Quelle: HBS
Böckler ImpulsMitbestimmung: Fast jeder zweite Beschäftigte hat einen Betriebsrat an seiner Seite
Die Reichweite der betrieblichen Mitbestimmung ist stabil. Das zeigen neue Zahlen des Instituts für Arbeitsmarkt- und Berufsforschung (IAB) auf Grundlage des IAB-Betriebspanels.
2005 repräsentierten Betriebsräte in den alten Ländern 47 Prozent der Beschäftigten, im Osten 39 Prozent - sogar ein Prozent mehr als im Jahr zuvor. Deutschlandweit verfügten etwa 11 Prozent der Betriebe der Privatwirtschaft mit mindestens fünf Arbeitnehmern über eine solche Interessenvertretung. Die Diskrepanz erklärt sich so: Zwar hat nur jeder 14. Kleinbetrieb mit bis zu 50 Beschäftigten einen Betriebsrat. Großbetriebe mit über 500 Arbeitnehmern verfügen hingegen zu fast 90 Prozent über eine Arbeitnehmervertretung. Nach wie vor finden sich besonders viele Betriebsräte im traditionell mitbestimmten Bergbau, in der Energie- und Wasserversorgung. Auch im Kredit- und Versicherungsgewerbe sind Interessenvertretungen stark. Weniger ausgeprägt ist die Mitbestimmungskultur in den vorwiegend kleinbetrieblich strukturierten Branchen des Dienstleistungsbereichs, des Handels und der Bauwirtschaft.

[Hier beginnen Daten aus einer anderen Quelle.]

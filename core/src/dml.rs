//! Parameterized DML generation.
//!
//! All statements use `?` positional placeholders and the authoritative
//! column order returned by [`compile_create`](crate::compile_create).
//! Keyed statements filter on the single primary-key column.

use crate::artifact::{CompiledArtifact, Verb};

fn order_clause(order_by: &[String]) -> String {
    if order_by.is_empty() {
        String::new()
    } else {
        format!(" ORDER BY {}", order_by.join(", "))
    }
}

/// `INSERT INTO t (a, b) VALUES (?, ?);`
///
/// # Examples
///
/// ```
/// use sqlforge_core::compile_insert;
///
/// let columns = vec!["id".to_string(), "label".to_string()];
/// assert_eq!(
///     compile_insert("WIDGET", &columns).sql,
///     "INSERT INTO WIDGET (id, label) VALUES (?, ?);"
/// );
/// ```
pub fn compile_insert(table: &str, columns: &[String]) -> CompiledArtifact {
    let placeholders = vec!["?"; columns.len()].join(", ");
    CompiledArtifact::new(
        table,
        Verb::Insert,
        format!(
            "INSERT INTO {table} ({}) VALUES ({placeholders});",
            columns.join(", ")
        ),
    )
}

/// `SELECT a, b FROM t [ORDER BY ...];`
pub fn compile_select_all(
    table: &str,
    columns: &[String],
    order_by: &[String],
) -> CompiledArtifact {
    CompiledArtifact::new(
        table,
        Verb::SelectAll,
        format!(
            "SELECT {} FROM {table}{};",
            columns.join(", "),
            order_clause(order_by)
        ),
    )
}

/// `SELECT a, b FROM t WHERE key = ? [ORDER BY ...];`
pub fn compile_select_by_key(
    table: &str,
    columns: &[String],
    key: &str,
    order_by: &[String],
) -> CompiledArtifact {
    CompiledArtifact::new(
        table,
        Verb::SelectByPk,
        format!(
            "SELECT {} FROM {table} WHERE {key} = ?{};",
            columns.join(", "),
            order_clause(order_by)
        ),
    )
}

/// `UPDATE t SET a=?, b=? WHERE key = ?;`
///
/// The key column is excluded from the `SET` list and its placeholder is
/// last. Returns `None` when the key is the only column.
///
/// # Examples
///
/// ```
/// use sqlforge_core::compile_update;
///
/// let columns = vec!["id".to_string(), "label".to_string(), "active".to_string()];
/// let update = compile_update("WIDGET", &columns, "id").unwrap();
/// assert_eq!(update.sql, "UPDATE WIDGET SET label=?, active=? WHERE id = ?;");
///
/// assert!(compile_update("WIDGET", &["id".to_string()], "id").is_none());
/// ```
pub fn compile_update(table: &str, columns: &[String], key: &str) -> Option<CompiledArtifact> {
    let assignments: Vec<String> = columns
        .iter()
        .filter(|c| c.as_str() != key)
        .map(|c| format!("{c}=?"))
        .collect();
    if assignments.is_empty() {
        return None;
    }
    Some(CompiledArtifact::new(
        table,
        Verb::Update,
        format!(
            "UPDATE {table} SET {} WHERE {key} = ?;",
            assignments.join(", ")
        ),
    ))
}

/// `DELETE FROM t WHERE key = ?;`
pub fn compile_delete(table: &str, key: &str) -> CompiledArtifact {
    CompiledArtifact::new(
        table,
        Verb::Delete,
        format!("DELETE FROM {table} WHERE {key} = ?;"),
    )
}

Zur "Kernzone des dualen Systems der Interessenvertretung" zählt IAB-Forscher Peter Ellguth per Betriebsrat mitbestimmte Betriebe, die an einen Branchentarifvertrag gebunden sind. 2005 fiel darunter etwa ein Drittel der Betriebe im Westen und ein gutes Fünftel im Osten. Zeitreihen zeigen: Seit 1996 ist dieses Segment in beiden Landesteilen geschrumpft. In den alten Ländern ist bis heute ein kontinuierlicher Rückgang zu beobachten. In Ostdeutschland ist der Abwärtstrend hingegen gestoppt: Seit 2002 schmilzt die "Kernzone" nicht weiter. "Die weitere Entwicklung muss zeigen, ob es sich dabei vielleicht nur um eine Verschnaufpause im Erosionsprozess der überbetrieblichen Interessenvertretung handelt", schreibt Ellguth.
Die "weißen Flecken der Tarif- und Mitbestimmungslandschaft" sind zum weitaus größten Teil eine Folge der schrumpfenden Bindung an Branchentarifverträge, stellt der IAB-Forscher fest: So haben in Ostdeutschland neun Prozent der Betriebe mit Betriebsrat einen Haustarifvertrag. Genauso viele sind gar nicht tarifgebunden. Die westdeutschen Werte liegen etwas darunter.
In Unternehmen ohne Betriebsrat haben sich zum Teil andere Vertretungsformen wie "Runde Tische" oder Belegschaftssprecher herausgebildet. Sie repräsentieren insgesamt einen deutlich geringeren Teil der Arbeitnehmer als Betriebsräte. Das Spektrum solcher Vertretungsmodelle unterhalb des Betriebsratsniveaus ist groß. Es reicht von reinen Arbeitnehmerorganen bis zu Gesprächsrunden, in denen die Geschäftsleitung mit am Tisch sitzt. Die Belegschaftsvertreter können gewählt oder vom Management eingesetzt sein.
In den westdeutschen Betrieben haben 13 Prozent der Arbeitnehmer andere Vertretungsgremien. In Ostdeutschland sind es 8 Prozent. Im Unterschied zu Betrieben mit Betriebsrat gibt es bei den schwächeren Formen der Interessenvertretung keine klare größenspezifische Verteilung. Lediglich im Dienstleistungssektor finden sich mehr solcher Gremien als in anderen Branchen.
Peter Ellguth: Betriebliche und überbetriebliche Interessenvertretung - Ergebnisse aus dem IAB-Betriebspanel 2005, in: WSI-Mitteilungen 3/2007.